This is Fostering - Amy

Amy entered foster care at 14 years old – somewhere she never expected to find herself. More than a decade later, she’s now 25, a university graduate, and thriving in a successful television career – logging onto our call just after completing a shoot for a Netflix show.

This Foster Care Fortnight, Amy shares her own experience of foster care, the community who rallied around her, and the vital need for greater stability for children and young people in care. 

When Amy first disclosed to a university friend that she had been in foster care, she was met with the response: “you don’t look like you’re fostered”. It’s an interaction familiar to many young people with care experience. Unless someone personally knows foster carers or young people in foster care, many people form their perceptions based on media stereotypes, Amy explains. 

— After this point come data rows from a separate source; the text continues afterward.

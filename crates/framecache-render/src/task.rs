//! The work a worker executes for one job: resolve a playback URL, extract a
//! frame, commit it to storage, and publish completion status.

use std::path::PathBuf;

use tracing::{info, warn};

use framecache_eviction::EvictionEngine;
use framecache_kv::KvClient;
use framecache_models::{JobId, VideoId};
use framecache_storage::{ThumbnailStore, MIN_IMAGE_BYTES};

use crate::config::RenderConfig;
use crate::error::{RenderError, RenderResult};
use crate::extractor::{ExtractRequest, FrameExtractor};
use crate::frame_time::rounded_render_time;
use crate::proxy::ProxyPool;
use crate::resolver::{ChainResolver, MetadataStrategy, RenderResolveError};
use crate::semaphore::{admission_member, RenderAdmission};

pub struct RenderOutcome {
    pub rendered: bool,
}

pub struct RenderTask<Primary, Fallback, Extractor, Pool> {
    kv: KvClient,
    storage: ThumbnailStore,
    eviction: EvictionEngine,
    resolver: ChainResolver<Primary, Fallback>,
    extractor: Extractor,
    proxy_pool: Pool,
    http: reqwest::Client,
    config: RenderConfig,
}

impl<Primary, Fallback, Extractor, Pool> RenderTask<Primary, Fallback, Extractor, Pool>
where
    Primary: MetadataStrategy,
    Fallback: MetadataStrategy,
    Extractor: FrameExtractor,
    Pool: ProxyPool,
{
    pub fn new(
        kv: KvClient,
        storage: ThumbnailStore,
        eviction: EvictionEngine,
        resolver: ChainResolver<Primary, Fallback>,
        extractor: Extractor,
        proxy_pool: Pool,
        config: RenderConfig,
    ) -> Self {
        Self {
            kv,
            storage,
            eviction,
            resolver,
            extractor,
            proxy_pool,
            http: reqwest::Client::new(),
            config,
        }
    }

    /// Resolve, extract, commit, publish. See module docs for the full
    /// contract this implements.
    pub async fn generate(
        &self,
        video_id: VideoId,
        time: f64,
        title: Option<String>,
        is_livestream: bool,
        update_accounting: bool,
    ) -> RenderResult<RenderOutcome> {
        if !time.is_finite() || time < 0.0 {
            return Err(RenderError::InvalidTime(time));
        }

        let job_id = JobId::for_render(&video_id, time);

        if update_accounting {
            self.storage.touch_last_used(&video_id).await;
        }

        let member = admission_member(video_id.as_str(), time, is_livestream);
        let admission = RenderAdmission::acquire(&self.kv, member, self.config.max_concurrent_renders).await?;

        let result = self
            .generate_admitted(&video_id, time, title, is_livestream, update_accounting, &job_id)
            .await;

        admission.release(&self.kv).await?;

        match &result {
            Ok(_) => {
                let _ = self.kv.publish(job_id.as_str(), "true").await;
                if let Err(e) = self.eviction.check_if_cleanup_needed().await {
                    warn!(error = %e, "cleanup trigger failed");
                }
            }
            Err(_) => {
                let _ = self.kv.publish(job_id.as_str(), "false").await;
            }
        }

        result
    }

    async fn generate_admitted(
        &self,
        video_id: &VideoId,
        time: f64,
        title: Option<String>,
        is_livestream: bool,
        update_accounting: bool,
        job_id: &JobId,
    ) -> RenderResult<RenderOutcome> {
        let proxy = self.proxy_pool.acquire().await;
        let proxy_url = proxy.as_ref().map(|p| p.url.as_str());

        let formats = match self
            .resolver
            .resolve_formats(video_id, proxy_url, is_livestream)
            .await
        {
            Ok(formats) => formats,
            Err(RenderResolveError::LoginRequired) => {
                return Err(RenderError::LoginRequired(video_id.as_str().to_string()));
            }
            Err(RenderResolveError::Failed(reason)) => {
                return Err(RenderError::Resolver(reason));
            }
        };

        let Some(playback) = formats
            .into_iter()
            .find(|f| f.height <= self.config.default_max_height)
        else {
            return Err(RenderError::NoSuitableFormat(self.config.default_max_height));
        };

        let rounded_time = rounded_render_time(time, playback.fps);

        self.storage.ensure_video_dir(video_id).await?;
        let output_path = self.storage.image_path(video_id, rounded_time, is_livestream);

        let source_url = if is_livestream {
            let download_path = self.storage.live_download_path(video_id, rounded_time);
            self.download_live_stream(&playback.url, &download_path, proxy_url)
                .await?;
            download_path.to_string_lossy().into_owned()
        } else {
            playback.url.clone()
        };

        let extract_result = self
            .extract_with_retry(&source_url, rounded_time, &output_path, proxy_url)
            .await;

        if is_livestream {
            let _ = tokio::fs::remove_file(self.storage.live_download_path(video_id, rounded_time)).await;
        }

        if let Err(reason) = extract_result {
            let _ = tokio::fs::remove_file(&output_path).await;
            if let Some(proxy) = &proxy {
                self.proxy_pool.report_status(proxy, false).await;
            }
            return Err(RenderError::GenerationFailed {
                video_id: video_id.as_str().to_string(),
                time,
                reason,
            });
        }

        let image_size = tokio::fs::metadata(&output_path).await.map(|m| m.len()).unwrap_or(0);
        if image_size <= MIN_IMAGE_BYTES {
            let _ = tokio::fs::remove_file(&output_path).await;
            if let Some(proxy) = &proxy {
                self.proxy_pool.report_status(proxy, false).await;
            }
            return Err(RenderError::GenerationFailed {
                video_id: video_id.as_str().to_string(),
                time,
                reason: format!("image file is only {image_size} bytes, probably a premiere"),
            });
        }

        let mut title_bytes = 0u64;
        if let Some(title) = &title {
            self.storage.write_title(video_id, rounded_time, title).await?;
            title_bytes = title.len() as u64;
        }

        if update_accounting {
            let added = title_bytes + image_size;
            if let Err(e) = self.kv.incr_by(framecache_eviction::STORAGE_USED_KEY, added as i64).await {
                warn!(error = %e, "failed to update storage-used accounting");
            }
        }

        if let Some(proxy) = &proxy {
            self.proxy_pool.report_status(proxy, true).await;
        }

        info!(job_id = %job_id, "rendered thumbnail");
        Ok(RenderOutcome { rendered: true })
    }

    async fn download_live_stream(
        &self,
        url: &str,
        destination: &PathBuf,
        proxy_url: Option<&str>,
    ) -> RenderResult<()> {
        let client = match proxy_url.and_then(|p| reqwest::Proxy::all(p).ok()) {
            Some(proxy) => reqwest::Client::builder()
                .proxy(proxy)
                .build()
                .unwrap_or_else(|_| self.http.clone()),
            None => self.http.clone(),
        };

        let result: RenderResult<()> = async {
            let response = client.get(url).timeout(self.config.live_download_timeout).send().await?;
            let bytes = response.bytes().await?;
            tokio::fs::write(destination, &bytes).await?;
            Ok(())
        }
        .await;

        if result.is_err() {
            let _ = tokio::fs::remove_file(destination).await;
        }
        result
    }

    /// One attempt direct (or through the proxy when `skip_local_ffmpeg` is
    /// set and a proxy is available), then one retry through the proxy if
    /// the first attempt wasn't already routed through it.
    async fn extract_with_retry(
        &self,
        source_url: &str,
        seek_seconds: f64,
        output_path: &std::path::Path,
        proxy_url: Option<&str>,
    ) -> Result<(), String> {
        let first_proxy = if self.config.skip_local_ffmpeg { proxy_url } else { None };

        let first = self
            .extractor
            .extract_frame(ExtractRequest {
                source_url,
                seek_seconds,
                output_path,
                proxy_url: first_proxy,
                timeout: self.config.extractor_timeout,
            })
            .await;

        if first.is_ok() {
            return Ok(());
        }

        if first_proxy.is_none() {
            if let Some(proxy_url) = proxy_url {
                return self
                    .extractor
                    .extract_frame(ExtractRequest {
                        source_url,
                        seek_seconds,
                        output_path,
                        proxy_url: Some(proxy_url),
                        timeout: self.config.extractor_timeout,
                    })
                    .await;
            }
        }

        first
    }
}

#[cfg(test)]
mod tests {
    use super::*;

    #[test]
    fn admission_member_includes_all_three_coordinates() {
        let member = admission_member("jNQXAC9IVRw", 12.5, false);
        assert_eq!(member, "jNQXAC9IVRw 12.5 false");
    }
}
//! External frame extraction: seek into a playback URL (or local file) and
//! emit a single frame to `output_path`.

use std::path::Path;
use std::time::Duration;

#[derive(Debug, Clone)]
pub struct ExtractRequest<'a> {
    pub source_url: &'a str,
    pub seek_seconds: f64,
    pub output_path: &'a Path,
    pub proxy_url: Option<&'a str>,
    pub timeout: Duration,
}

pub trait FrameExtractor: Send + Sync {
    fn extract_frame(
        &self,
        request: ExtractRequest<'_>,
    ) -> impl std::future::Future<Output = Result<(), String>> + Send;
}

“When I do decide to tell people I’m fostered, it takes them by surprise. I’m just a normal functioning adult who is like every other 25-year-old, in therapy dealing with stuff. We need to break that stereotype otherwise nothing’s going to change, right?” 

Before entering care herself, Amy admits her own understanding of the care system came from her only reference point – Tracy Beaker. But when her mum died when she was 12, everything changed. After spending time living with family members, she moved in with her foster carers, where she stayed until leaving for university at 18. 

Although her experience of care was largely positive – staying with the same foster carers throughout her teenage years – she was still affected by the instability that often comes from a disjointed system. She frequently found herself having to retell her story to new social workers, something she found emotionally exhausting – and something that remains commonplace in the care system.  

Data from the charity Become shows that 7 in 10 children experience a change in where they live, where they go to school, or who their social worker is every year, disrupting education, relationships, and mental health. 

“I think stability is such a big thing”, Amy says.  “Care experienced children and young people go through so much change and so much uncertainty, whether it’s going from school to school or going from county to county. I had gone through a lot of trauma before, so every time a new social worker came, I was like, okay, let me give you the spiel. I'm so disconnected to it now, which kind of plays to my favour because of what I can share and how I share it.” 

Alongside this instability, Amy also grappled with her own sense of identity after losing her mum, moving away from her sister, and having regular contact with different practitioners.  

“You become someone’s job”, Amy explains. "You're either a social worker's job or a teacher's job or a therapist's job or your foster carers get paid to have you. These people -  you're not their person. They're YOUR people and then they go and they have their lives and you're kind of there waiting until they come back, which is quite an interesting place to be.” 

Despite the challenges, as she spent more time with her foster carers and the wider community in their small village, Amy’s understanding of foster care – and of family – began to shift. She recalls a touching moment the day she moved in, when a friend of her foster carers, Jessie, came round for dinner. 

“I just remember feeling so small. And then me and Jessie spoke about music – she's a musician and I play guitar. She came around later after dinner with her spare guitar and was like, I can't imagine being somewhere without my guitar so you can borrow mine until you get your stuff back. 

“I just remember being like, that's the kindest, most thoughtful thing that some random person can do for some random girl. But it’s the small things that actually make the world of difference." 

Amy continues: “It shows that our fostering story wasn't about the foster family, it was about the whole village that did everything they can to keep me on the straight and narrow. They were also my family rather than just our immediate family network.” 

This Foster Care Fortnight, The Fostering Network is raising awareness of the many different forms family can take. Amy’s story is a clear reminder that family can look different for everyone.

When asked what ‘This is Fostering’ means to her, she explains that fostering wasn’t just about her foster carers – it was the whole community around them who helped her grow and feel supported. 

“I think fostering is so much more vague than we ever paint it out to be. It's never just about the foster carers, it's about the social workers, it's about the community around, it's about the   teachers, it's about everyone. 

“I say it quite a lot, but just like a smile or a space to talk or just kind of offering a bit of normality if someone needs ‘normality’ - whatever that is. 

“But it's also standing your ground and being strong and knowing that if someone is in your care and you don't believe that other people are making the right choices to put your voice in there.”